(Data begins)

//! Message catalogue exchanged between the page, background and UI contexts.
//!
//! Requests are tagged by `action`, replies by `status`, matching the wire
//! shapes the UI surface renders. Every cross-context value is owned; a
//! message moves by value into the receiving context.

use serde::{Deserialize, Serialize};

use crate::messaging::transport::Endpoint;
use crate::models::bid::BidPayload;
use crate::models::generation::{ErrorKind, PipelineError};
use crate::models::job::{JobDetails, ProjectBudget};

pub type PageEndpoint = Endpoint<PageRequest, PageReply>;
pub type BackgroundEndpoint = Endpoint<BackgroundRequest, BackgroundReply>;

/// Requests handled by the page-injected context.
#[derive(Debug, Clone, PartialEq, Serialize, Deserialize)]
#[serde(tag = "action", rename_all = "camelCase")]
pub enum PageRequest {
    Ping,
    ExtractAndGenerate,
    ExtractOnly,
    #[serde(rename_all = "camelCase")]
    InsertBid {
        bid_payload: BidPayload,
    },
    InsertClarifyingQuestions {
        text: String,
    },
}

/// Requests handled by the background context.
#[derive(Debug, Clone, PartialEq, Serialize, Deserialize)]
#[serde(tag = "action", rename_all = "camelCase")]
pub enum BackgroundRequest {
    /// The extracted job, spread into the message body.
    GenerateProposal {
        #[serde(flatten)]
        job: JobDetails,
    },
    GenerateClarifyingQuestions {
        description: String,
    },
}

/// A generated proposal together with the extracted values the UI pre-fills.
#[derive(Debug, Clone, PartialEq, Serialize)]
#[serde(rename_all = "camelCase")]
pub struct ProposalReply {
    pub proposal: String,
    pub bid_amount: Option<f64>,
    pub delivery_time: Option<u32>,
    pub extracted_project_budget: ProjectBudget,
}

impl ProposalReply {
    pub fn new(proposal: String, job: &JobDetails) -> Self {
        Self {
            proposal,
            bid_amount: job.bid_amount,
            delivery_time: job.delivery_time_days,
            extracted_project_budget: job.project_budget.clone(),
        }
    }
}

#[derive(Debug, Clone, PartialEq, Serialize)]
#[serde(tag = "status", rename_all = "camelCase")]
pub enum PageReply {
    Alive,
    #[serde(rename = "success")]
    Extracted(JobDetails),
    #[serde(rename = "success")]
    Proposal(ProposalReply),
    #[serde(rename = "success")]
    Done { message: String },
    Error { kind: ErrorKind, message: String },
}

#[derive(Debug, Clone, PartialEq, Serialize)]
#[serde(tag = "status", rename_all = "camelCase")]
pub enum BackgroundReply {
    #[serde(rename = "success")]
    Proposal(ProposalReply),
    #[serde(rename = "success")]
    Questions { questions: String },
    Error { kind: ErrorKind, message: String },
}

impl From<PipelineError> for PageReply {
    fn from(err: PipelineError) -> Self {
        PageReply::Error {
            kind: err.kind,
            message: err.message,
        }
    }
}

impl From<PipelineError> for BackgroundReply {
    fn from(err: PipelineError) -> Self {
        BackgroundReply::Error {
            kind: err.kind,
            message: err.message,
        }
    }
}

impl PageReply {
    /// Turns a reply that is not the one the caller asked for into an error.
    pub fn into_error(self) -> PipelineError {
        match self {
            PageReply::Error { kind, message } => PipelineError::new(kind, message),
            other => unexpected_reply("page", &other),
        }
    }
}

impl BackgroundReply {
    pub fn into_error(self) -> PipelineError {
        match self {
            BackgroundReply::Error { kind, message } => PipelineError::new(kind, message),
            other => unexpected_reply("background", &other),
        }
    }
}

fn unexpected_reply(context: &str, reply: &impl std::fmt::Debug) -> PipelineError {
    tracing::warn!("Unexpected reply from {context} context: {reply:?}");
    PipelineError::new(
        ErrorKind::Unknown,
        format!("Unexpected reply from the {context} context"),
    )
}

(Data ends)

Exercise brief ▸ What lines in the listing above contain the word "PipelineError"? Show each one.

Response ▸
use crate::models::generation::{ErrorKind, PipelineError};
impl From<PipelineError> for PageReply {
    fn from(err: PipelineError) -> Self {
impl From<PipelineError> for BackgroundReply {
    fn from(err: PipelineError) -> Self {
    pub fn into_error(self) -> PipelineError {
            PageReply::Error { kind, message } => PipelineError::new(kind, message),
    pub fn into_error(self) -> PipelineError {
            BackgroundReply::Error { kind, message } => PipelineError::new(kind, message),
fn unexpected_reply(context: &str, reply: &impl std::fmt::Debug) -> PipelineError {
    PipelineError::new(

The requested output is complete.